Глубокоуважаемый Лев Николаевич {Черновик письма к Л. Толстому. Было ли оно отослано, неизвестно.}.

Судьба устроила так, что пришлось ехать к голодающим {С 9 по 26 мая 1899 г. Е. Дьяконова находилась в Казанской губернии, принимая участие в мероприятиях по оказанию помощи голодающему населению.} с одною из курсисток, которая знакома с Вами -- Ждановой. Вы близки сердцу всякого мало-мальски думающего человека не столько как писатель-художник, сколько как человек, писатель-моралист, затрагивающей идеи, вечно близкие человеческому сердцу. Когда я, впервые в жизни, услыхала передачу Ваших слов не из книги, а в живой речи -- переживала странное впечатление: мне казалось, что Вы ещё ближе подошли ко мне, подошли как человек с такими душевными качествами, перед которыми исчезли та застенчивость, тот страх перед неизвестностью приема, которые охватывали душу всякий раз, как на ум приходила мысль о личном свидании с Вами, или о письме к Вам. <...>

Обращаюсь к Вам с просьбой, не можете ли Вы оказать содействие сбору на устройство хотя бы одной хорошей школы в татарской деревне Малые Нырсы? И в Бол[ьших] Мер[етяках], и в Мал[ых] Ныр[сах] школы есть, надо только устроить их, получше обставить, перевести в собственное хорошее здание, завести библиотеки, фонари для чтений {Очевидно, так называемые "волшебные фонари", проекторы, позволявшие демонстрировать текстовые и иллюстративные материалы.}, а если можно будет -- то и ремесленные классы. Я, конечно, не надеюсь, чтобы можно было собрать деньги на две школы, но хоть в первой деревне необходимо поднять школу и её значение в глазах местного населения.

Если же для Вас это окажется неудобным, то не можете ли Вы посоветовать мне, как вести дело, обратиться ли еще к кому-нибудь, или же напечатать письмо в газетах с просьбою о пожертвованиях? <...> Знаю, как Вы заняты, но всё-таки прошу ответа. Не о себе лично пишу я Вам, а о них, которые принадлежат к числу тех несчастных, тёмных, униженных, о которых Вы же сами всегда заботитесь. Какое ужасное это сознание -- чувство собственного бессилия, -- особенно когда оно охватываю среди работы... Руки опускались невольно, и думалось: ну, сейчас -- помогаем, а потом?! уедем, -- цинготные выздоровеют и... останутся теми же азиатами, среди такого же мрака невежества, дикости, до нового голодного года?!

Поймите это сознание, Вы, знаток души человеческой, и ответьте.

В настоящее время я нахожусь на Кавказе {В санатории, в связи с обострением болезни ног.}, где должна пробыть около двух месяцев, из них до 10 июля в Пятигорске, и потом в Кисловодске; оттуда же поеду в Петербург.
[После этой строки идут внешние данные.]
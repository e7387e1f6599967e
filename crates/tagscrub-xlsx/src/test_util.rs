//! In-memory package builder for unit tests

use std::io::{Cursor, Write};

const MAIN_NS: &str = "http://schemas.openxmlformats.org/spreadsheetml/2006/main";
const REL_NS: &str = "http://schemas.openxmlformats.org/officeDocument/2006/relationships";

#[derive(Default)]
pub(crate) struct PackageBuilder {
    sheets: Vec<(String, String)>,
    sheet_rels: Vec<(usize, String)>,
    shared_strings: Option<String>,
    skip_content_types: bool,
}

impl PackageBuilder {
    pub fn new() -> Self {
        Self::default()
    }

    /// Add a worksheet; `body` is everything inside `<worksheet>`
    pub fn sheet(mut self, name: &str, body: &str) -> Self {
        self.sheets.push((name.to_string(), body.to_string()));
        self
    }

    /// Relationship entries for the 1-based sheet `n`
    pub fn sheet_rels(mut self, n: usize, rels: &str) -> Self {
        self.sheet_rels.push((n, rels.to_string()));
        self
    }

    pub fn shared_strings(mut self, items: &[&str]) -> Self {
        let body: String = items
            .iter()
            .map(|s| format!("<si><t xml:space=\"preserve\">{}</t></si>", escape(s)))
            .collect();
        self.shared_strings = Some(format!(
            r#"<?xml version="1.0" encoding="UTF-8" standalone="yes"?>
<sst xmlns="{MAIN_NS}" count="{n}" uniqueCount="{n}">{body}</sst>"#,
            n = items.len()
        ));
        self
    }

    pub fn without_content_types(mut self) -> Self {
        self.skip_content_types = true;
        self
    }

    pub fn build(self) -> Vec<u8> {
        let mut buf = Vec::new();
        let mut zip = zip::ZipWriter::new(Cursor::new(&mut buf));
        let options = zip::write::SimpleFileOptions::default();

        let mut put = |name: &str, content: &str| {
            zip.start_file(name, options).unwrap();
            zip.write_all(content.as_bytes()).unwrap();
        };

        if !self.skip_content_types {
            put(
                "[Content_Types].xml",
                r#"<?xml version="1.0"?><Types xmlns="http://schemas.openxmlformats.org/package/2006/content-types"><Default Extension="xml" ContentType="application/xml"/><Default Extension="rels" ContentType="application/vnd.openxmlformats-package.relationships+xml"/></Types>"#,
            );
        }
        put(
            "_rels/.rels",
            &format!(
                r#"<?xml version="1.0"?><Relationships xmlns="http://schemas.openxmlformats.org/package/2006/relationships"><Relationship Id="rId1" Type="{REL_NS}/officeDocument" Target="xl/workbook.xml"/></Relationships>"#
            ),
        );

        let sheet_entries: String = self
            .sheets
            .iter()
            .enumerate()
            .map(|(i, (name, _))| {
                format!(
                    r#"<sheet name="{}" sheetId="{n}" r:id="rId{n}"/>"#,
                    escape(name),
                    n = i + 1
                )
            })
            .collect();
        put(
            "xl/workbook.xml",
            &format!(
                r#"<?xml version="1.0"?><workbook xmlns="{MAIN_NS}" xmlns:r="{REL_NS}"><sheets>{sheet_entries}</sheets></workbook>"#
            ),
        );

        let mut rels: String = (1..=self.sheets.len())
            .map(|n| {
                format!(
                    r#"<Relationship Id="rId{n}" Type="{REL_NS}/worksheet" Target="worksheets/sheet{n}.xml"/>"#
                )
            })
            .collect();
        if self.shared_strings.is_some() {
            rels.push_str(&format!(
                r#"<Relationship Id="rIdSst" Type="{REL_NS}/sharedStrings" Target="sharedStrings.xml"/>"#
            ));
        }
        put(
            "xl/_rels/workbook.xml.rels",
            &format!(
                r#"<?xml version="1.0"?><Relationships xmlns="http://schemas.openxmlformats.org/package/2006/relationships">{rels}</Relationships>"#
            ),
        );

        for (i, (_, body)) in self.sheets.iter().enumerate() {
            put(
                &format!("xl/worksheets/sheet{}.xml", i + 1),
                &format!(
                    r#"<?xml version="1.0" encoding="UTF-8" standalone="yes"?>
<worksheet xmlns="{MAIN_NS}" xmlns:r="{REL_NS}">{body}</worksheet>"#
                ),
            );
        }
        for (n, body) in &self.sheet_rels {
            put(
                &format!("xl/worksheets/_rels/sheet{n}.xml.rels"),
                &format!(
                    r#"<?xml version="1.0"?><Relationships xmlns="http://schemas.openxmlformats.org/package/2006/relationships">{body}</Relationships>"#
                ),
            );
        }
        if let Some(sst) = &self.shared_strings {
            put("xl/sharedStrings.xml", sst);
        }

        zip.finish().unwrap();
        buf
    }
}

/// Read one part back out of a package
pub(crate) fn part_text(package: &[u8], name: &str) -> String {
    let mut archive = zip::ZipArchive::new(Cursor::new(package)).unwrap();
    let mut file = archive.by_name(name).unwrap();
    let mut out = String::new();
    std::io::Read::read_to_string(&mut file, &mut out).unwrap();
    out
}

fn escape(s: &str) -> String {
    s.replace('&', "&amp;")
        .replace('<', "&lt;")
        .replace('>', "&gt;")
        .replace('"', "&quot;")
}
Поэтому адрес мой таков: Пятигорск, Терской области. До востребования. Елиз. Ал. Дьяконовой.

Всей душой уважающая Вас

Елизавета Дьяконова, сл[ушательница] СПБ. В. Ж. К.

15 августа, Петербург.

Сегодня мне исполнилось 25 лет. Страшно написать эти слова... сколько в эти годы можно было бы сделать, если бы я была рождена свободным человеком! если б я давно могла кончить курсы и вступить в жизнь! <...> А теперь через месяц, 15 сентября, я окончу курсы и... с пристани должна буду отправиться в плавание по волнам моря житейского. Общественная жизнь нашего времени уже требует образованных деятелей; частной инициативе -- в деле образования, народного и среднего, дана известная возможность действия. Я знаю, что здесь я могла бы принести пользу, -- и не какую-нибудь, а настоящую, солидную пользу. С мыслью стать народной учительницей поступила я на курсы, -- согласно с нею была и моя научная подготовка и избранный мною факультет. Но... четыре года назад, накануне этого самого дня, за всенощной в Ярославском соборе, в тёмном углу стояла пламенно молящаяся девушка; через 4 года, сегодня -- за столом сидит она... и только внешность осталась прежняя, -- я бы хотела, чтобы кто-нибудь мне указал, -- что в лице осталось прежнее.

Недаром один родственник называл меня Татьяной; да, я стала ею {По аналогии с переменой, случившейся с героиней пушкинского романа в стихах: "Ужель та самая Татьяна..." ("Евгений Онегин", глава восьмая, XX).} невольно в области мысли; вместо кающейся грешницы -- холодный скептик с усмешкой говорит "que sais--je?" {Что я могу об этом знать? (франц.)}, взамен прежней полуосознанной веры скептицизм и холодный анализ; жаркую молитву заменили тяжёлые раздумья...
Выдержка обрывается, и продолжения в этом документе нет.